--- DIRECTIONS FOR THIS TASK ---
From the entries, copy out every line in which the word "candidate" is found.

--- RECORDS TO PROCESS ---
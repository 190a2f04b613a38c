//! エンティティ定義

use super::value_object::{ParticipantId, Timestamp};

/// 接続中の参加者
///
/// Connection Registry が唯一の所有者。他のコンポーネントは ID のみで参照する。
#[derive(Debug, Clone, PartialEq, Eq)]
pub struct Participant {
    pub id: ParticipantId,
    pub joined_at: Timestamp,
}

impl Participant {
    pub fn new(id: ParticipantId, joined_at: Timestamp) -> Self {
        Self { id, joined_at }
    }
}
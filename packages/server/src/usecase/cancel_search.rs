//! UseCase: 探索キャンセル処理
//!
//! 待機キューから外すだけ。待機中でなければ何もしない（冪等）。

use std::sync::Arc;

use crate::domain::{LobbyRepository, ParticipantId};

/// 探索キャンセルのユースケース
pub struct CancelSearchUseCase {
    repository: Arc<dyn LobbyRepository>,
}

impl CancelSearchUseCase {
    pub fn new(repository: Arc<dyn LobbyRepository>) -> Self {
        Self { repository }
    }

    /// 探索キャンセルを実行
    ///
    /// 待機キューから外れた場合は `true` を返す。
    pub async fn execute(&self, participant_id: &ParticipantId) -> bool {
        let cancelled = self.repository.begin().await.cancel_search(participant_id);
        if cancelled {
            tracing::info!(participant = %participant_id, "search cancelled");
        } else {
            tracing::debug!(participant = %participant_id, "cancel-search while not waiting ignored");
        }
        cancelled
    }
}

#[cfg(test)]
mod tests {
    use super::*;
    use crate::{
        domain::{Lobby, ParticipantState, Timestamp},
        infrastructure::repository::InMemoryLobbyRepository,
    };
    use tokio::sync::Mutex;

    #[tokio::test]
    async fn test_cancel_search_twice_equals_once() {
        // テスト項目: cancel-search を 2 回呼んでも 1 回と同じ結果になる
        // given (前提条件):
        let repository = Arc::new(InMemoryLobbyRepository::new(Arc::new(Mutex::new(
            Lobby::with_seed(1),
        ))));
        let alice = ParticipantId::new("alice".to_string()).unwrap();
        repository.begin().await.connect(alice.clone(), Timestamp::new(1));
        repository.begin().await.find_partner(&alice).unwrap();
        let usecase = CancelSearchUseCase::new(repository.clone());

        // when (操作):
        let first = usecase.execute(&alice).await;
        let second = usecase.execute(&alice).await;

        // then (期待する結果):
        assert!(first);
        assert!(!second);
        let (_, state) = repository.begin().await.find_participant(&alice).unwrap();
        assert_eq!(state, ParticipantState::Idle);
        assert_eq!(repository.begin().await.stats().waiting, 0);
    }
}
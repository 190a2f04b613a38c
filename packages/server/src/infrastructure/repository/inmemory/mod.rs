//! インメモリ Repository 実装（単一プロセス前提）

pub mod lobby;

pub use lobby::InMemoryLobbyRepository;
//! MessagePusher trait 定義
//!
//! 参加者への通知の送り方（WebSocket など）をドメイン層から隠蔽する。

use async_trait::async_trait;
use tokio::sync::mpsc;

use super::{error::MessagePushError, notification::Notification, value_object::ParticipantId};

/// 参加者ごとの送信チャンネル（シリアライズ済みのフレームを流す）
pub type PusherChannel = mpsc::UnboundedSender<String>;

/// メッセージ通知の抽象化
///
/// 送信は fire-and-forget。受信側が遅くても呼び出し元はブロックされない。
#[cfg_attr(test, mockall::automock)]
#[async_trait]
pub trait MessagePusher: Send + Sync {
    /// 参加者の送信チャンネルを登録する
    async fn register_client(&self, participant_id: ParticipantId, sender: PusherChannel);

    /// 参加者の送信チャンネルを削除する
    async fn unregister_client(&self, participant_id: &ParticipantId);

    /// 特定の参加者に通知を送る
    async fn push_to(
        &self,
        participant_id: &ParticipantId,
        notification: Notification,
    ) -> Result<(), MessagePushError>;
}
//! Graceful shutdown signal handling.

/// Resolves when the process receives Ctrl+C or SIGTERM.
pub async fn shutdown_signal() {
    let ctrl_c = async {
        if let Err(e) = tokio::signal::ctrl_c().await {
            tracing::error!("Failed to install Ctrl+C handler: {}", e);
            std::future::pending::<()>().await;
        }
    };

    #[cfg(unix)]
    let terminate = async {
        match tokio::signal::unix::signal(tokio::signal::unix::SignalKind::terminate()) {
            Ok(mut signal) => {
                signal.recv().await;
            }
            Err(e) => {
                tracing::error!("Failed to install SIGTERM handler: {}", e);
                std::future::pending::<()>().await;
            }
        }
    };

    #[cfg(not(unix))]
    let terminate = std::future::pending::<()>();

    tokio::select! {
        _ = ctrl_c => tracing::info!("Received Ctrl+C, shutting down"),
        _ = terminate => tracing::info!("Received SIGTERM, shutting down"),
    }
}
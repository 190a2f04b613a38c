//! Lobby 集約
//!
//! Connection Registry / Waiting Queue / Pairing Table をひとまとめに所有し、
//! Matchmaker のアルゴリズムと参加者ごとの状態遷移を実装する。
//!
//! ## 不変条件
//!
//! - 対称性: `partner_of(a) == Some(b)` ならば `partner_of(b) == Some(a)`
//! - 排他性: 各参加者のパートナーは高々 1 人
//! - 待機キューとペアリングテーブルの両方に同時に現れる参加者はいない
//! - キューとテーブルに現れる ID はすべてレジストリに登録済み
//!
//! Lobby 自体は同期的なデータ構造で、ロックは持たない。
//! 排他制御は Repository 層（単一の Mutex）が担う。

mod pairing_table;
mod registry;
mod waiting_queue;

use rand::{SeedableRng, rngs::StdRng};

pub use pairing_table::PairingTable;
pub use registry::ConnectionRegistry;
pub use waiting_queue::WaitingQueue;

use super::{
    entity::Participant,
    error::PairingError,
    value_object::{ParticipantId, SessionToken, Timestamp},
};

/// 参加者ごとの状態
#[derive(Debug, Clone, PartialEq, Eq)]
pub enum ParticipantState {
    Unregistered,
    Idle,
    Waiting,
    Paired(ParticipantId),
}

/// `find_partner` の結果
#[derive(Debug, Clone, PartialEq, Eq)]
pub enum FindPartnerOutcome {
    /// 要求者が登録されていない（何もしない）
    Unregistered,
    /// 新しいパートナーとペアになった
    Paired {
        abandoned_partner: Option<ParticipantId>,
        partner: ParticipantId,
        session_token: SessionToken,
    },
    /// 候補がいなかったため待機キューに入った
    Waiting {
        abandoned_partner: Option<ParticipantId>,
    },
}

impl FindPartnerOutcome {
    /// 直前のセッションから取り残され、待機キューに戻されたパートナー
    pub fn abandoned_partner(&self) -> Option<&ParticipantId> {
        match self {
            Self::Paired {
                abandoned_partner, ..
            }
            | Self::Waiting { abandoned_partner } => abandoned_partner.as_ref(),
            Self::Unregistered => None,
        }
    }
}

/// `disconnect` の結果
#[derive(Debug, Clone, PartialEq, Eq)]
pub struct DisconnectOutcome {
    /// 削除された参加者（未登録だった場合は `None`）
    pub removed: Option<Participant>,
    /// 取り残され、待機キューに戻されたパートナー
    pub abandoned_partner: Option<ParticipantId>,
}

/// ロビー全体の統計
#[derive(Debug, Clone, Copy, PartialEq, Eq, Default)]
pub struct LobbyStats {
    pub connected: usize,
    pub waiting: usize,
    pub active_sessions: usize,
}

pub struct Lobby {
    registry: ConnectionRegistry,
    queue: WaitingQueue,
    pairings: PairingTable,
    rng: StdRng,
}

impl Default for Lobby {
    fn default() -> Self {
        Self::new()
    }
}

impl Lobby {
    /// エントロピーから初期化した乱数生成器で Lobby を作成
    pub fn new() -> Self {
        Self::with_rng(StdRng::from_entropy())
    }

    /// シードを固定した Lobby を作成（テスト用）
    pub fn with_seed(seed: u64) -> Self {
        Self::with_rng(StdRng::seed_from_u64(seed))
    }

    fn with_rng(rng: StdRng) -> Self {
        Self {
            registry: ConnectionRegistry::default(),
            queue: WaitingQueue::default(),
            pairings: PairingTable::default(),
            rng,
        }
    }

    /// 参加者を登録する（冪等）
    ///
    /// 既に登録済みの場合は既存の参加者を返し、`joined_at` は更新しない。
    pub fn connect(&mut self, id: ParticipantId, joined_at: Timestamp) -> Participant {
        self.registry
            .register(Participant::new(id, joined_at))
            .clone()
    }

    /// パートナーを探す
    ///
    /// 1. 既存のペアを無条件に解消し、相手を待機キューに戻す
    /// 2. 要求者を待機キューから外す
    /// 3. 要求者と (1) の相手以外から候補を一様ランダムに選ぶ
    /// 4. 候補がいればペアにし、いなければ要求者を待機キューに入れる
    ///
    /// 何度呼んでも、そのたびに探索をやり直すだけである（再入可能）。
    pub fn find_partner(
        &mut self,
        requester: &ParticipantId,
    ) -> Result<FindPartnerOutcome, PairingError> {
        if !self.registry.exists(requester) {
            return Ok(FindPartnerOutcome::Unregistered);
        }

        let abandoned_partner = self.release_partner(requester);
        self.queue.dequeue(requester);

        let mut excluded = vec![requester];
        if let Some(previous) = abandoned_partner.as_ref() {
            excluded.push(previous);
        }
        let candidate = self
            .queue
            .pick_partner_excluding(&excluded, &mut self.rng);

        match candidate {
            Some(partner) => {
                self.queue.dequeue(&partner);
                if let Err(e) = self.pairings.pair(requester.clone(), partner.clone()) {
                    // 事前条件違反。状態を壊さないよう候補をキューに戻す
                    self.queue.enqueue(partner);
                    return Err(e);
                }
                Ok(FindPartnerOutcome::Paired {
                    abandoned_partner,
                    partner,
                    session_token: SessionToken::generate(),
                })
            }
            None => {
                self.queue.enqueue(requester.clone());
                Ok(FindPartnerOutcome::Waiting { abandoned_partner })
            }
        }
    }

    /// 探索をキャンセルする
    ///
    /// 待機中でなければ何もしない。キューから外れた場合は `true` を返す。
    pub fn cancel_search(&mut self, id: &ParticipantId) -> bool {
        self.queue.dequeue(id)
    }

    /// 現在のチャットを終了する
    ///
    /// 取り残されたパートナーは待機キューに戻され、その ID を返す。
    /// 要求者自身は待機キューに残らない。
    pub fn end_chat(&mut self, id: &ParticipantId) -> Option<ParticipantId> {
        let abandoned = self.release_partner(id);
        self.queue.dequeue(id);
        abandoned
    }

    /// 参加者の接続断を処理し、すべての構造から ID を取り除く
    pub fn disconnect(&mut self, id: &ParticipantId) -> DisconnectOutcome {
        let abandoned_partner = self.release_partner(id);
        self.queue.dequeue(id);
        let removed = self.registry.unregister(id);
        DisconnectOutcome {
            removed,
            abandoned_partner,
        }
    }

    pub fn partner_of(&self, id: &ParticipantId) -> Option<ParticipantId> {
        self.pairings.partner_of(id).cloned()
    }

    pub fn participant(&self, id: &ParticipantId) -> Option<Participant> {
        self.registry.get(id).cloned()
    }

    pub fn state_of(&self, id: &ParticipantId) -> ParticipantState {
        if !self.registry.exists(id) {
            return ParticipantState::Unregistered;
        }
        if let Some(partner) = self.pairings.partner_of(id) {
            return ParticipantState::Paired(partner.clone());
        }
        if self.queue.contains(id) {
            return ParticipantState::Waiting;
        }
        ParticipantState::Idle
    }

    pub fn stats(&self) -> LobbyStats {
        LobbyStats {
            connected: self.registry.len(),
            waiting: self.queue.len(),
            active_sessions: self.pairings.session_count(),
        }
    }

    /// ペアを解消し、相手がまだ接続中なら待機キューに戻す
    fn release_partner(&mut self, id: &ParticipantId) -> Option<ParticipantId> {
        let partner = self.pairings.unpair(id)?;
        if self.registry.exists(&partner) {
            self.queue.enqueue(partner.clone());
        }
        Some(partner)
    }

    /// 不変条件を検査する（テスト用）
    #[cfg(test)]
    pub(crate) fn assert_invariants(&self) {
        for (a, b) in self.pairings.iter() {
            assert_eq!(
                self.pairings.partner_of(b),
                Some(a),
                "pairing of '{a}' and '{b}' is not symmetric"
            );
            assert_ne!(a, b, "'{a}' is paired with itself");
            assert!(self.registry.exists(a), "paired '{a}' is not registered");
            assert!(!self.queue.contains(a), "'{a}' is both paired and waiting");
        }
        for id in self.queue.iter() {
            assert!(self.registry.exists(id), "waiting '{id}' is not registered");
        }
    }
}
//! Server configuration from command-line flags and environment variables.

use std::time::Duration;

use clap::Parser;

use crate::domain::value_object::DEFAULT_MAX_MESSAGE_LENGTH;

/// Runtime configuration of the matchmaking server
#[derive(Parser, Debug, Clone, PartialEq, Eq)]
#[command(name = "deai-server")]
#[command(about = "Random one-to-one chat matchmaking and WebRTC signaling server", long_about = None)]
pub struct ServerConfig {
    /// Host address to bind the server to
    #[arg(short = 'H', long, env = "DEAI_HOST", default_value = "127.0.0.1")]
    pub host: String,

    /// Port number to bind the server to
    #[arg(short = 'p', long, env = "PORT", default_value_t = 3000)]
    pub port: u16,

    /// Period of the lobby stats log line in seconds (0 disables it)
    #[arg(long, env = "DEAI_STATS_INTERVAL_SECS", default_value_t = 30)]
    pub stats_interval_secs: u64,

    /// Maximum chat message length in characters
    #[arg(long, env = "DEAI_MAX_MESSAGE_LENGTH", default_value_t = DEFAULT_MAX_MESSAGE_LENGTH)]
    pub max_message_length: usize,

    /// Default log level when RUST_LOG is not set
    #[arg(long, env = "DEAI_LOG_LEVEL", default_value = "info")]
    pub log_level: String,
}

impl ServerConfig {
    /// 統計ログの間隔（0 秒なら無効）
    pub fn stats_interval(&self) -> Option<Duration> {
        (self.stats_interval_secs > 0).then(|| Duration::from_secs(self.stats_interval_secs))
    }
}

impl Default for ServerConfig {
    fn default() -> Self {
        Self {
            host: "127.0.0.1".to_string(),
            port: 3000,
            stats_interval_secs: 30,
            max_message_length: DEFAULT_MAX_MESSAGE_LENGTH,
            log_level: "info".to_string(),
        }
    }
}

#[cfg(test)]
mod tests {
    use super::*;

    #[test]
    fn test_flags_override_defaults() {
        // テスト項目: コマンドライン引数で各設定を上書きできる
        // given (前提条件):
        let args = [
            "deai-server",
            "-H",
            "0.0.0.0",
            "-p",
            "8080",
            "--stats-interval-secs",
            "5",
            "--max-message-length",
            "100",
            "--log-level",
            "debug",
        ];

        // when (操作):
        let config = ServerConfig::try_parse_from(args).unwrap();

        // then (期待する結果):
        assert_eq!(config.host, "0.0.0.0");
        assert_eq!(config.port, 8080);
        assert_eq!(config.stats_interval(), Some(Duration::from_secs(5)));
        assert_eq!(config.max_message_length, 100);
        assert_eq!(config.log_level, "debug");
    }

    #[test]
    fn test_zero_stats_interval_disables_reporter() {
        // テスト項目: 統計間隔 0 は無効を意味する
        // given (前提条件):
        let config = ServerConfig {
            stats_interval_secs: 0,
            ..ServerConfig::default()
        };

        // when (操作):
        let interval = config.stats_interval();

        // then (期待する結果):
        assert_eq!(interval, None);
    }

    #[test]
    fn test_invalid_port_is_rejected() {
        // テスト項目: 範囲外のポート番号はパースエラー
        // given (前提条件):
        let args = ["deai-server", "--port", "70000"];

        // when (操作):
        let result = ServerConfig::try_parse_from(args);

        // then (期待する結果):
        assert!(result.is_err());
    }
}
//! Utilities shared by the Deai server binary and library.

pub mod logger;
pub mod time;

--- RESPONSE TO THIS EXERCISE ---
        let candidate = self
        match candidate {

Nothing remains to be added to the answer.